Need for software testing

By Dmitry Kabanov

June 28, 2021

This post discusses how lack of tests can make it difficult to progress in a software project. This happens as at later stages it can become difficult to use components developed earlier if these components are unreliable.

Recently I was attending the class on uncertainty quantification for partial differential equations. As a postdoc, I do participate in the class only partially, however, I have a group of students that I am helping with the homework.

The first homework required use of Monte Carlo methods with differential equations with random coefficients to estimate uncertainty in the solutions of these equations. As the person with experience in writing PDE solvers, I wrote the solver for the PDE that we used in this homework and shared it with others. Of course, after writing a solver, I wrote a test that the observed order of accuracy is correct (second order, in this case) as I strongly believe that the automated testing is superimportant in software and the test on the observed order of accuracy is the best test for numerical solvers.

So, after writing the solver, I was sure that it worked correctly, and we started to do Monte Carlo exercises with this solver. It quickly turned out that we get some unexpected results. Particularly, I was doing an exercise on rare-event simulation, however, the event proposed in the exercise was not rare at all! I’ve spent some time trying to understand what could be wrong with my importance-sampling Monte Carlo that I used for this rare-event simulation but could not find any bugs. I did not think that the problem could be with the PDE solver as I was sure it worked correctly: I had a test that shows that the order of convergence is correct, hence, there could not be any problem.

However, another student, who used my solver, told me that while estimating the convergence rate of the bias error, she did not get an expected second rate but only the first rate. That finally made me convinced that the problem is with the PDE solver as the convergence rate of the bias error directly depends on the convergence rate of the PDE solver.

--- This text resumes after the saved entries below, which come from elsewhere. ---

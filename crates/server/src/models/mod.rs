//! Booking store domain models.
//!
//! - [`catalog`] - providers, bookable products and availability slots
//! - [`booking`] - paid bookings and their Odoo references

pub mod booking;
pub mod catalog;

pub use booking::{Booking, NewBooking, OdooRefs};
pub use catalog::{AvailabilitySlot, CatalogProduct, Provider};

After two-hour investigation, with looking at the solver function and not seeing any apparent mistakes, I have realized that the problem is that my test suite for the PDE solver is too weak. Indeed, having a single test that check convergence only for a particular PDE with constant coefficients is not enough to ensure correctness of the solver.

The solver solves an equation of the elliptic type:

\begin{aligned} \mathrm{div} \left( a(x, \omega) \, \nabla u(x, \omega) \right) &= f(x), \quad x \in D, \\ u(x \in \partial D) &= 0, \end{aligned}

where the source term \(f(x)\) was given, so I hardcoded it into the solver function.

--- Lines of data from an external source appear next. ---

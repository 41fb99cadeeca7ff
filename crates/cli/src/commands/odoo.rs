//! Odoo connectivity check.
//!
//! # Usage
//!
//! ```bash
//! bb-cli odoo ping
//! ```

use booking_bridge_server::config::OdooConfig;
use booking_bridge_server::odoo::OdooClient;

use super::CommandError;

/// Report the server version and authenticate the integration user.
///
/// # Errors
///
/// Returns `CommandError` if the `ODOO_*` variables are missing, the server
/// is unreachable, or the credentials are rejected.
pub async fn ping() -> Result<(), CommandError> {
    dotenvy::dotenv().ok();
    let config = OdooConfig::from_env()?;
    let client = OdooClient::new(&config)?;

    let version = client.server_version().await?;
    tracing::info!(url = %config.url, version = %version, "Odoo reachable");

    let uid = client.authenticate().await?;
    tracing::info!(db = %config.db, username = %config.username, uid, "Odoo login succeeded");
    Ok(())
}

As it was clear now that I need a test with coefficient \(a(x, \omega)\) being nonconstant, I used the method of manufactured solutions to develop this more stringent test. Precisely, I chose the form of the coefficient \(a(x, \omega)\) and the solution \(u(x, \omega)\) and then found the needed source term \(f(x)\) by substituting into the equation. Consequently, the solver function was generalized by adding an argument for the callback of the source term.

After adding this test, it was clear that the solver does not give the correct order of convergence: it was one instead of two! Now, having the test, I started to analyze the solver again. As the problem occurred only with the variable coefficient and not with the constant one, it was clear that there is some problem with the construction of the matrix \(A\) as elliptic equations are solved numerically by building the system of linear algebraic equations: \[ A u = f, \] where \(u\) and \(f\) are functions discretized on the grid.

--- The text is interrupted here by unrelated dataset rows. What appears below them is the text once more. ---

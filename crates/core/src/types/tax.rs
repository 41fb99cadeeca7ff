//! Tax identifiers: EU VAT numbers and Italian fiscal codes.
//!
//! Odoo keeps the company VAT in `vat` and the individual tax id in
//! `l10n_it_codice_fiscale`. The two must never hold the same value, and the
//! VAT is always stored with its issuing-country prefix.

use core::fmt;

use serde::{Deserialize, Serialize};
use thiserror::Error;

/// Errors produced when parsing tax identifiers.
#[derive(Debug, Error, Clone, PartialEq, Eq)]
pub enum TaxIdError {
    /// Nothing left after stripping separators.
    #[error("tax identifier cannot be empty")]
    Empty,
    /// Characters other than ASCII letters and digits.
    #[error("tax identifier contains invalid characters: {0}")]
    InvalidCharacters(String),
    /// The fallback country is not a two-letter code.
    #[error("invalid country code: {0}")]
    InvalidCountry(String),
}

/// A VAT number normalized to `CC` + digits/letters, upper case, no separators.
///
/// ```
/// use booking_bridge_core::VatNumber;
///
/// let vat = VatNumber::parse("12345678901", "IT").unwrap();
/// assert_eq!(vat.as_str(), "IT12345678901");
/// assert_eq!(vat.country_code(), "IT");
///
/// let de = VatNumber::parse("de 123.456.789", "IT").unwrap();
/// assert_eq!(de.as_str(), "DE123456789");
/// ```
#[derive(Debug, Clone, PartialEq, Eq, Hash, Serialize, Deserialize)]
#[serde(transparent)]
pub struct VatNumber(String);

impl VatNumber {
    /// Normalize `raw`, adding `default_country` when no prefix is present.
    ///
    /// # Errors
    ///
    /// Returns `TaxIdError` for empty input, stray characters, or a malformed
    /// fallback country.
    pub fn parse(raw: &str, default_country: &str) -> Result<Self, TaxIdError> {
        let compact = compact(raw);
        if compact.is_empty() {
            return Err(TaxIdError::Empty);
        }
        if !compact.chars().all(|c| c.is_ascii_alphanumeric()) {
            return Err(TaxIdError::InvalidCharacters(raw.to_string()));
        }

        if has_country_prefix(&compact) {
            return Ok(Self(compact));
        }

        let country = default_country.trim().to_ascii_uppercase();
        if country.len() != 2 || !country.chars().all(|c| c.is_ascii_alphabetic()) {
            return Err(TaxIdError::InvalidCountry(default_country.to_string()));
        }
        Ok(Self(format!("{country}{compact}")))
    }

    /// The full normalized value, prefix included.
    #[must_use]
    pub fn as_str(&self) -> &str {
        &self.0
    }

    /// The VAT prefix as written (`EL` for Greece).
    #[must_use]
    pub fn country_code(&self) -> &str {
        self.0.get(..2).unwrap_or_default()
    }

    /// ISO 3166 country of the issuing authority.
    ///
    /// Differs from the prefix only for Greece (`EL` -> `GR`).
    #[must_use]
    pub fn iso_country(&self) -> &str {
        match self.country_code() {
            "EL" => "GR",
            other => other,
        }
    }

    /// The number without its country prefix.
    #[must_use]
    pub fn number(&self) -> &str {
        self.0.get(2..).unwrap_or_default()
    }

    /// Whether `other` denotes this VAT number, with or without prefix.
    #[must_use]
    pub fn matches(&self, other: &str) -> bool {
        let other = compact(other);
        other == self.0 || other == self.number()
    }
}

impl fmt::Display for VatNumber {
    fn fmt(&self, f: &mut fmt::Formatter<'_>) -> fmt::Result {
        f.write_str(&self.0)
    }
}

/// Normalize an Italian fiscal code: upper case, separators removed.
///
/// Returns `None` for blank input.
#[must_use]
pub fn normalize_fiscal_code(raw: &str) -> Option<String> {
    let code = compact(raw);
    (!code.is_empty()).then_some(code)
}

/// Value for `l10n_it_codice_fiscale`.
///
/// Consumers always carry their fiscal code. Businesses carry it only when it
/// differs from the VAT number, since sole traders often use the same digits.
#[must_use]
pub fn fiscal_code_for_partner(
    is_b2b: bool,
    fiscal_code: Option<&str>,
    vat: Option<&VatNumber>,
) -> Option<String> {
    let code = fiscal_code.and_then(normalize_fiscal_code)?;
    if !is_b2b {
        return Some(code);
    }
    match vat {
        Some(vat) if vat.matches(&code) => None,
        _ => Some(code),
    }
}

fn compact(raw: &str) -> String {
    raw.chars()
        .filter(|c| !c.is_whitespace() && !matches!(c, '.' | '-' | '/' | '_'))
        .collect::<String>()
        .to_ascii_uppercase()
}

fn has_country_prefix(value: &str) -> bool {
    let mut chars = value.chars();
    matches!(
        (chars.next(), chars.next()),
        (Some(a), Some(b)) if a.is_ascii_alphabetic() && b.is_ascii_alphabetic()
    )
}

#[cfg(test)]
#[allow(clippy::unwrap_used)]
mod tests {
    use super::*;

    #[test]
    fn test_vat_gets_default_prefix() {
        let vat = VatNumber::parse(" 123 456 789 01 ", "it").unwrap();
        assert_eq!(vat.as_str(), "IT12345678901");
        assert_eq!(vat.number(), "12345678901");
    }

    #[test]
    fn test_vat_keeps_foreign_prefix() {
        let vat = VatNumber::parse("FR-40303265045", "IT").unwrap();
        assert_eq!(vat.as_str(), "FR40303265045");
        assert_eq!(vat.iso_country(), "FR");
    }

    #[test]
    fn test_greek_prefix_maps_to_iso() {
        let vat = VatNumber::parse("EL094259216", "IT").unwrap();
        assert_eq!(vat.country_code(), "EL");
        assert_eq!(vat.iso_country(), "GR");
    }

    #[test]
    fn test_vat_rejects_garbage() {
        assert_eq!(VatNumber::parse("  ", "IT"), Err(TaxIdError::Empty));
        assert!(matches!(
            VatNumber::parse("IT123#45", "IT"),
            Err(TaxIdError::InvalidCharacters(_))
        ));
        assert!(matches!(
            VatNumber::parse("12345", "ITA"),
            Err(TaxIdError::InvalidCountry(_))
        ));
    }

    #[test]
    fn test_consumer_keeps_fiscal_code() {
        assert_eq!(
            fiscal_code_for_partner(false, Some("rssmra80a01h501u"), None).as_deref(),
            Some("RSSMRA80A01H501U")
        );
        assert_eq!(fiscal_code_for_partner(false, Some("  "), None), None);
    }

    #[test]
    fn test_business_drops_fiscal_code_equal_to_vat() {
        let vat = VatNumber::parse("12345678901", "IT").unwrap();
        assert_eq!(
            fiscal_code_for_partner(true, Some("12345678901"), Some(&vat)),
            None
        );
        assert_eq!(
            fiscal_code_for_partner(true, Some("IT12345678901"), Some(&vat)),
            None
        );
        assert_eq!(
            fiscal_code_for_partner(true, Some("RSSMRA80A01H501U"), Some(&vat)).as_deref(),
            Some("RSSMRA80A01H501U")
        );
    }
}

Usually, the matrix \(A\) is a sparse matrix, and I used the function scipy.sparse.spdiags to build it. What I haven’t realized initially, why programming the solver, that this function has some unintuitive behavior when constructing upper diagonals.

Precisely, if you have the following vectors to build the tridiagonal matrix:

  e1 = [-1, -2, -3, -4]
  e2 = [10, 20, 30, 40]
  e3 = [ 1,  2,  3,  4]

then the call to spdiags produces the following results

  from scipy import sparse
  print(sparse.spdiags([e1, e2, e3], [-1, 0, 1], 4, 4).todense())

[[10  2  0  0]
 [-1 20  3  0]
 [ 0 -2 30  4]
 [ 0  0 -3 40]]

Note that the first value of the upper-diagonal vector is not used!

Fortunately, scipy provides another function, diags, which has more intuitive behavior. The call to diags produces the expected result:

  print(sparse.diags([e1, e2, e3], [-1, 0, 1], shape=(4, 4)).todense())

[[10.  1.  0.  0.]
 [-1. 20.  2.  0.]
 [ 0. -2. 30.  3.]
 [ 0.  0. -3. 40.]]

After changing from spdiags to diags, the PDE solver started to work correctly and passed both tests: for constant and variable coefficients. We were able to use it for Monte Carlo simulations and finish the homework.

The point of this post is that when one needs to work on the multicomponent code like in this case (Monte Carlo simulator plus PDE solver), it is crucial to test the individual components of the code independently. Moreover, it is crucial to write good tests: if tests are too “easy”, they give a false feeling of safety. Only when tests are strict enough, one can be sure that different software components work correctly and can be used together to solve a computational task.